=== Exercise ===
The records appear below. Repeat them exactly.

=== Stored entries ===
========================
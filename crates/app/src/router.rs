use std::sync::Arc;

use axum::{
    body::Body,
    extract::State,
    http::{header, StatusCode},
    response::{IntoResponse, Response},
    routing::{get, put},
    Router,
};
use metrics_exporter_prometheus::PrometheusHandle;

use customer_registry_core::CustomerRegistrar;

use crate::{registration, telemetry};

pub const REGISTRATION_PATH: &str = "/api/v1/customer-registration";

#[derive(Clone)]
pub struct AppState {
    metrics: PrometheusHandle,
    registrar: Arc<dyn CustomerRegistrar>,
}

impl AppState {
    pub fn new(metrics: PrometheusHandle, registrar: Arc<dyn CustomerRegistrar>) -> Self {
        Self { metrics, registrar }
    }

    pub fn metrics(&self) -> &PrometheusHandle {
        &self.metrics
    }

    pub fn registrar(&self) -> &dyn CustomerRegistrar {
        self.registrar.as_ref()
    }
}

pub fn app_router(state: AppState) -> Router {
    Router::new()
        .route("/healthz", get(healthz))
        .route("/metrics", get(metrics))
        .route(REGISTRATION_PATH, put(registration::handle))
        .with_state(state)
}

async fn healthz() -> StatusCode {
    StatusCode::OK
}

async fn metrics(State(state): State<AppState>) -> impl IntoResponse {
    let body = telemetry::render_metrics(state.metrics());
    (
        StatusCode::OK,
        [(header::CONTENT_TYPE, "text/plain; version=0.0.4")],
        Body::from(body),
    )
        .into_response()
}
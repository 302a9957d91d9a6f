use axum::{
    http::StatusCode,
    response::{IntoResponse, Response},
    Json,
};
use serde::Serialize;

use customer_registry_core::{RegistrationError, StoreError, ValidationError};

#[derive(Debug, Serialize)]
struct ProblemDetails {
    #[serde(rename = "type")]
    problem_type: &'static str,
    title: &'static str,
    detail: String,
}

/// RFC 7807 error body returned by the HTTP handlers.
#[derive(Debug)]
pub struct ProblemResponse {
    status: StatusCode,
    body: ProblemDetails,
}

impl ProblemResponse {
    pub fn new<S: Into<String>>(status: StatusCode, problem_type: &'static str, detail: S) -> Self {
        Self {
            status,
            body: ProblemDetails {
                problem_type,
                title: status.canonical_reason().unwrap_or("error"),
                detail: detail.into(),
            },
        }
    }

    pub fn status(&self) -> StatusCode {
        self.status
    }

    pub fn problem_type(&self) -> &'static str {
        self.body.problem_type
    }
}

impl From<ValidationError> for ProblemResponse {
    fn from(err: ValidationError) -> Self {
        Self::new(StatusCode::UNPROCESSABLE_ENTITY, "invalid_request", err.to_string())
    }
}

impl From<RegistrationError> for ProblemResponse {
    fn from(err: RegistrationError) -> Self {
        match err {
            RegistrationError::PhoneNumberTaken(_) => {
                Self::new(StatusCode::CONFLICT, "phone_number_taken", err.to_string())
            }
            RegistrationError::Store(StoreError::ConstraintViolation(constraint)) => {
                let status = if constraint.is_uniqueness() {
                    StatusCode::CONFLICT
                } else {
                    StatusCode::UNPROCESSABLE_ENTITY
                };
                Self::new(status, "constraint_violation", constraint.to_string())
            }
            RegistrationError::Store(_) => Self::new(
                StatusCode::INTERNAL_SERVER_ERROR,
                "storage_error",
                "failed to persist customer",
            ),
        }
    }
}

impl IntoResponse for ProblemResponse {
    fn into_response(self) -> Response {
        let mut response = Json(self.body).into_response();
        *response.status_mut() = self.status;
        response.headers_mut().insert(
            axum::http::header::CONTENT_TYPE,
            axum::http::HeaderValue::from_static("application/problem+json"),
        );
        response
    }
}

#[cfg(test)]
mod tests {
    use super::*;
    use customer_registry_core::CustomerConstraint;

    #[test]
    fn conflict_maps_to_409() {
        let problem = ProblemResponse::from(RegistrationError::PhoneNumberTaken("09000".into()));
        assert_eq!(problem.status(), StatusCode::CONFLICT);
        assert_eq!(problem.problem_type(), "phone_number_taken");
        assert_eq!(problem.body.detail, "phone number [09000] is taken");
    }

    #[test]
    fn constraint_violations_split_by_kind() {
        let unique = ProblemResponse::from(RegistrationError::Store(
            StoreError::ConstraintViolation(CustomerConstraint::PhoneNumberUnique),
        ));
        assert_eq!(unique.status(), StatusCode::CONFLICT);

        let required = ProblemResponse::from(RegistrationError::Store(
            StoreError::ConstraintViolation(CustomerConstraint::NameRequired),
        ));
        assert_eq!(required.status(), StatusCode::UNPROCESSABLE_ENTITY);
        assert_eq!(required.problem_type(), "constraint_violation");
    }

    #[test]
    fn backend_failures_hide_details() {
        let problem = ProblemResponse::from(RegistrationError::Store(StoreError::Corrupt(
            "bad id".into(),
        )));
        assert_eq!(problem.status(), StatusCode::INTERNAL_SERVER_ERROR);
        assert_eq!(problem.body.detail, "failed to persist customer");
    }
}
//! Domain layer for customer registration.
//!
//! Holds the customer types shared by the storage and HTTP crates, the
//! [`store::CustomerStore`] capability the registration service depends on,
//! and the service itself.

pub mod registration;
pub mod store;
pub mod types;

pub use registration::{
    CustomerRegistrar, RegistrationError, RegistrationOutcome, RegistrationService,
};
pub use store::{CustomerConstraint, CustomerStore, StoreError};
pub use types::{
    Customer, CustomerId, CustomerRegistrationRequest, NewCustomer, ValidationError,
};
========================
=== Answer space ===
filename crates/app/src/router.rs
use std::sync::Arc;

use axum::{
    body::Body,
    extract::State,
    http::{header, StatusCode},
    response::{IntoResponse, Response},
    routing::{get, put},
    Router,
};
use metrics_exporter_prometheus::PrometheusHandle;

use customer_registry_core::CustomerRegistrar;

use crate::{registration, telemetry};

pub const REGISTRATION_PATH: &str = "/api/v1/customer-registration";

#[derive(Clone)]
pub struct AppState {
    metrics: PrometheusHandle,
    registrar: Arc<dyn CustomerRegistrar>,
}

impl AppState {
    pub fn new(metrics: PrometheusHandle, registrar: Arc<dyn CustomerRegistrar>) -> Self {
        Self { metrics, registrar }
    }

    pub fn metrics(&self) -> &PrometheusHandle {
        &self.metrics
    }

    pub fn registrar(&self) -> &dyn CustomerRegistrar {
        self.registrar.as_ref()
    }
}

pub fn app_router(state: AppState) -> Router {
    Router::new()
        .route("/healthz", get(healthz))
        .route("/metrics", get(metrics))
        .route(REGISTRATION_PATH, put(registration::handle))
        .with_state(state)
}

async fn healthz() -> StatusCode {
    StatusCode::OK
}

async fn metrics(State(state): State<AppState>) -> impl IntoResponse {
    let body = telemetry::render_metrics(state.metrics());
    (
        StatusCode::OK,
        [(header::CONTENT_TYPE, "text/plain; version=0.0.4")],
        Body::from(body),
    )
        .into_response()
}
repository 302a9957d91d9a6f
use axum::{
    http::StatusCode,
    response::{IntoResponse, Response},
    Json,
};
use serde::Serialize;

use customer_registry_core::{RegistrationError, StoreError, ValidationError};

#[derive(Debug, Serialize)]
struct ProblemDetails {
    #[serde(rename = "type")]
    problem_type: &'static str,
    title: &'static str,
    detail: String,
}

/// RFC 7807 error body returned by the HTTP handlers.
#[derive(Debug)]
pub struct ProblemResponse {
    status: StatusCode,
    body: ProblemDetails,
}

impl ProblemResponse {
    pub fn new<S: Into<String>>(status: StatusCode, problem_type: &'static str, detail: S) -> Self {
        Self {
            status,
            body: ProblemDetails {
                problem_type,
                title: status.canonical_reason().unwrap_or("error"),
                detail: detail.into(),
            },
        }
    }

    pub fn status(&self) -> StatusCode {
        self.status
    }

    pub fn problem_type(&self) -> &'static str {
        self.body.problem_type
    }
}

impl From<ValidationError> for ProblemResponse {
    fn from(err: ValidationError) -> Self {
        Self::new(StatusCode::UNPROCESSABLE_ENTITY, "invalid_request", err.to_string())
    }
}

impl From<RegistrationError> for ProblemResponse {
    fn from(err: RegistrationError) -> Self {
        match err {
            RegistrationError::PhoneNumberTaken(_) => {
                Self::new(StatusCode::CONFLICT, "phone_number_taken", err.to_string())
            }
            RegistrationError::Store(StoreError::ConstraintViolation(constraint)) => {
                let status = if constraint.is_uniqueness() {
                    StatusCode::CONFLICT
                } else {
                    StatusCode::UNPROCESSABLE_ENTITY
                };
                Self::new(status, "constraint_violation", constraint.to_string())
            }
            RegistrationError::Store(_) => Self::new(
                StatusCode::INTERNAL_SERVER_ERROR,
                "storage_error",
                "failed to persist customer",
            ),
        }
    }
}

impl IntoResponse for ProblemResponse {
    fn into_response(self) -> Response {
        let mut response = Json(self.body).into_response();
        *response.status_mut() = self.status;
        response.headers_mut().insert(
            axum::http::header::CONTENT_TYPE,
            axum::http::HeaderValue::from_static("application/problem+json"),
        );
        response
    }
}

#[cfg(test)]
mod tests {
    use super::*;
    use customer_registry_core::CustomerConstraint;

    #[test]
    fn conflict_maps_to_409() {
        let problem = ProblemResponse::from(RegistrationError::PhoneNumberTaken("09000".into()));
        assert_eq!(problem.status(), StatusCode::CONFLICT);
        assert_eq!(problem.problem_type(), "phone_number_taken");
        assert_eq!(problem.body.detail, "phone number [09000] is taken");
    }

    #[test]
    fn constraint_violations_split_by_kind() {
        let unique = ProblemResponse::from(RegistrationError::Store(
            StoreError::ConstraintViolation(CustomerConstraint::PhoneNumberUnique),
        ));
        assert_eq!(unique.status(), StatusCode::CONFLICT);

        let required = ProblemResponse::from(RegistrationError::Store(
            StoreError::ConstraintViolation(CustomerConstraint::NameRequired),
        ));
        assert_eq!(required.status(), StatusCode::UNPROCESSABLE_ENTITY);
        assert_eq!(required.problem_type(), "constraint_violation");
    }

    #[test]
    fn backend_failures_hide_details() {
        let problem = ProblemResponse::from(RegistrationError::Store(StoreError::Corrupt(
            "bad id".into(),
        )));
        assert_eq!(problem.status(), StatusCode::INTERNAL_SERVER_ERROR);
        assert_eq!(problem.body.detail, "failed to persist customer");
    }
}
//! Domain layer for customer registration.
//!
//! Holds the customer types shared by the storage and HTTP crates, the
//! [`store::CustomerStore`] capability the registration service depends on,
//! and the service itself.

pub mod registration;
pub mod store;
pub mod types;

pub use registration::{
    CustomerRegistrar, RegistrationError, RegistrationOutcome, RegistrationService,
};
pub use store::{CustomerConstraint, CustomerStore, StoreError};
pub use types::{
    Customer, CustomerId, CustomerRegistrationRequest, NewCustomer, ValidationError,
};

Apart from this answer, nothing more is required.